Saúde mental do professor: cuidados básicos que fazem a diferença  

Criar espaço para reconhecer e falar sobre as emoções na escola são indispensáveis para o cuidado da saúde mental do professor

A saúde mental dos professores tem sido um tema de grande preocupação desde a pandemia da Covid-19. Como mostrou um levantamento da Nova Escola em parceria com o Instituto Ame Sua Mente, em 2022, 21,5% dos educadores brasileiros avaliaram seu estado de saúde mental como “ruim” ou “muito ruim”. Em 2020, no pico da pandemia, esse indicador ultrapassou os 30%. 

No topo das queixas dos professores estão sentimentos intensos e frequentes de ansiedade (60%), baixo rendimento e cansaço excessivo (48%) e dificuldades para dormir (41%), além de dificuldade de socialização, isolamento e sensação permanente de tristeza. 

Cenário parecido foi encontrado pela psicóloga escolar Pricila Tobias, que trabalha na Secretaria Municipal de Educação de Vargeão (SC). Com o retorno das aulas presenciais, em 2021, ela notou que muitos profissionais de educação estavam com fragilidades psíquicas. Em parceria com a secretária de educação, Carmen Raymundi, ela desenvolveu o projeto socioemocional Cuidando de Quem Cuida

Referenciado na cartilha do Instituto Península, Priscila começou com um trabalho intenso de escuta de toda a comunidade escolar, de professores e gestores à merendeiras, motoristas de transporte e porteiros. “A escuta ativa é a espinha dorsal da educação. Não faz sentido acolher o aluno quando ele chega na escola com suas várias questões se nós estivermos com uma equipe emocionalmente fragilizada”, justifica. 

Os achados não foram muito diferentes do levantamento da Nova Escola, como relata a psicóloga: “a ansiedade era a principal queixa, mas também tinha medo da iminência da morte e luto pela perda de familiares na pandemia. Alguns estavam com problemas financeiros, e muitos demonstraram receio por conta da adaptação do processo de ensino-aprendizagem às tecnologias. Cerca de 37% das pessoas ouvidas estavam tomando ansiolítico, e isso é muita coisa”. 

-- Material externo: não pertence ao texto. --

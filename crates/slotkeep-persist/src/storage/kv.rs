//! Key-value medium for sandboxed environments without a filesystem.
//!
//! Values are stored JSON-quoted, the way browser storage wrappers persist
//! strings. Reads unwrap that quoting and map the raw sentinels the same way
//! the codec does: a missing key reads as `""`, a raw empty value reads as
//! absent.

use super::address::Address;
use crate::error::{Error, Result};
use async_trait::async_trait;
use camino::{Utf8Path, Utf8PathBuf};
use std::collections::{BTreeMap, HashMap};
use std::io::ErrorKind;
use std::sync::{Arc, Mutex, MutexGuard, PoisonError};
use tracing::{debug, trace};
use uuid::Uuid;

/// Raw string storage keyed by name
#[async_trait]
pub trait KeyValueStore: Send + Sync {
    /// Raw stored value, `None` if the key is missing
    async fn get_item(&self, key: &str) -> Result<Option<String>>;

    /// Store a raw value
    async fn set_item(&self, key: &str, value: &str) -> Result<()>;

    /// Remove a key; missing keys are fine
    async fn remove_item(&self, key: &str) -> Result<()>;
}

/// In-process store.
///
/// Write failures can be injected per key to exercise rescue paths.
#[derive(Debug, Default)]
pub struct MemoryKvStore {
    items: Mutex<HashMap<String, String>>,
    write_failures: Mutex<HashMap<String, usize>>,
}

impl MemoryKvStore {
    pub fn new() -> Self {
        Self::default()
    }

    /// Make the next `count` writes to `key` fail
    pub fn fail_next_writes(&self, key: impl Into<String>, count: usize) {
        lock(&self.write_failures).insert(key.into(), count);
    }

    /// Number of stored keys
    pub fn len(&self) -> usize {
        lock(&self.items).len()
    }

    pub fn is_empty(&self) -> bool {
        self.len() == 0
    }

    fn take_failure(&self, key: &str) -> bool {
        let mut failures = lock(&self.write_failures);
        match failures.get_mut(key) {
            Some(remaining) if *remaining > 0 => {
                *remaining -= 1;
                true
            }
            _ => false,
        }
    }
}

#[async_trait]
impl KeyValueStore for MemoryKvStore {
    async fn get_item(&self, key: &str) -> Result<Option<String>> {
        Ok(lock(&self.items).get(key).cloned())
    }

    async fn set_item(&self, key: &str, value: &str) -> Result<()> {
        if self.take_failure(key) {
            return Err(Error::store(format!("Simulated write error for {}", key)));
        }
        lock(&self.items).insert(key.to_string(), value.to_string());
        Ok(())
    }

    async fn remove_item(&self, key: &str) -> Result<()> {
        lock(&self.items).remove(key);
        Ok(())
    }
}

/// Store persisted as a single JSON object file.
///
/// Every write rewrites the whole file through a temp file and rename.
/// Writers within the process are serialized.
#[derive(Debug)]
pub struct JsonFileKvStore {
    path: Utf8PathBuf,
    write_lock: tokio::sync::Mutex<()>,
}

impl JsonFileKvStore {
    pub fn new(path: impl Into<Utf8PathBuf>) -> Self {
        Self {
            path: path.into(),
            write_lock: tokio::sync::Mutex::new(()),
        }
    }

    pub fn path(&self) -> &Utf8Path {
        &self.path
    }

    async fn read_all(&self) -> Result<BTreeMap<String, String>> {
        match tokio::fs::read_to_string(&self.path).await {
            Ok(content) if content.trim().is_empty() => Ok(BTreeMap::new()),
            Ok(content) => Ok(serde_json::from_str(&content)?),
            Err(e) if e.kind() == ErrorKind::NotFound => Ok(BTreeMap::new()),
            Err(e) => Err(Error::storage_io(self.path.as_str(), e)),
        }
    }

    async fn write_all(&self, items: &BTreeMap<String, String>) -> Result<()> {
        let dir = self
            .path
            .parent()
            .filter(|p| !p.as_str().is_empty())
            .map(|p| p.to_owned())
            .unwrap_or_else(|| Utf8PathBuf::from("."));
        tokio::fs::create_dir_all(&dir)
            .await
            .map_err(|e| Error::storage_io(dir.as_str(), e))?;

        let content = serde_json::to_string_pretty(items)?;
        let tmp = dir.join(format!(".kv-{}.tmp", Uuid::new_v4()));
        tokio::fs::write(&tmp, content)
            .await
            .map_err(|e| Error::storage_io(tmp.as_str(), e))?;
        if let Err(e) = tokio::fs::rename(&tmp, &self.path).await {
            let _ = tokio::fs::remove_file(&tmp).await;
            return Err(Error::storage_io(self.path.as_str(), e));
        }
        Ok(())
    }
}

#[async_trait]
impl KeyValueStore for JsonFileKvStore {
    async fn get_item(&self, key: &str) -> Result<Option<String>> {
        Ok(self.read_all().await?.remove(key))
    }

    async fn set_item(&self, key: &str, value: &str) -> Result<()> {
        let _guard = self.write_lock.lock().await;
        let mut items = self.read_all().await?;
        items.insert(key.to_string(), value.to_string());
        self.write_all(&items).await
    }

    async fn remove_item(&self, key: &str) -> Result<()> {
        let _guard = self.write_lock.lock().await;
        let mut items = self.read_all().await?;
        if items.remove(key).is_some() {
            self.write_all(&items).await?;
        }
        Ok(())
    }
}

/// Key-value medium: addresses map to namespaced keys
#[derive(Clone)]
pub struct KeyValueBackend {
    store: Arc<dyn KeyValueStore>,
    namespace: String,
}

impl KeyValueBackend {
    pub fn new(store: Arc<dyn KeyValueStore>, namespace: impl Into<String>) -> Self {
        Self {
            store,
            namespace: namespace.into(),
        }
    }

    pub fn namespace(&self) -> &str {
        &self.namespace
    }

    /// Key of an address
    pub fn key(&self, address: &Address) -> String {
        address.key(&self.namespace)
    }

    /// Stored text with the quoting wrapper removed.
    ///
    /// A missing key yields `Some("")` and a raw empty value yields `None`.
    pub async fn read(&self, address: &Address) -> Result<Option<String>> {
        let key = self.key(address);
        let raw = self.store.get_item(&key).await?;
        unwrap_stored(&key, raw)
    }

    pub async fn write(&self, address: &Address, content: &str) -> Result<()> {
        let key = self.key(address);
        let wrapped = serde_json::to_string(content)?;
        self.store.set_item(&key, &wrapped).await?;
        trace!("Stored {} bytes at {}", wrapped.len(), key);
        Ok(())
    }

    pub async fn delete(&self, address: &Address) -> Result<()> {
        let key = self.key(address);
        self.store.remove_item(&key).await?;
        debug!("Removed {}", key);
        Ok(())
    }

    /// Whether the address holds non-empty text
    pub async fn is_present(&self, address: &Address) -> Result<bool> {
        Ok(matches!(self.read(address).await?, Some(text) if !text.is_empty()))
    }
}

fn unwrap_stored(key: &str, raw: Option<String>) -> Result<Option<String>> {
    match raw {
        None => Ok(Some(String::new())),
        Some(raw) if raw.is_empty() => Ok(None),
        Some(raw) => serde_json::from_str::<String>(&raw)
            .map(Some)
            .map_err(|e| Error::store(format!("Value at {} is not a quoted string: {}", key, e))),
    }
}

fn lock<T>(mutex: &Mutex<T>) -> MutexGuard<'_, T> {
    mutex.lock().unwrap_or_else(PoisonError::into_inner)
}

A partir disso, o projeto traçou uma série de estratégias de cuidado multidisciplinar para todos os 70 profissionais que compõem a rede municipal. Hoje eles têm acesso à aulas de ioga, auriculoterapia, atendimento psicológico, orientação nutricional, preparador físico, fonoaudiologia, atividades de escuta coletivas e individuais. Os momentos de formação pedagógica também abriram espaço para desenvolvimento de habilidades socioemocionais. O projeto conquistou prêmios e segue se expandindo na rede de ensino de Vargeão. 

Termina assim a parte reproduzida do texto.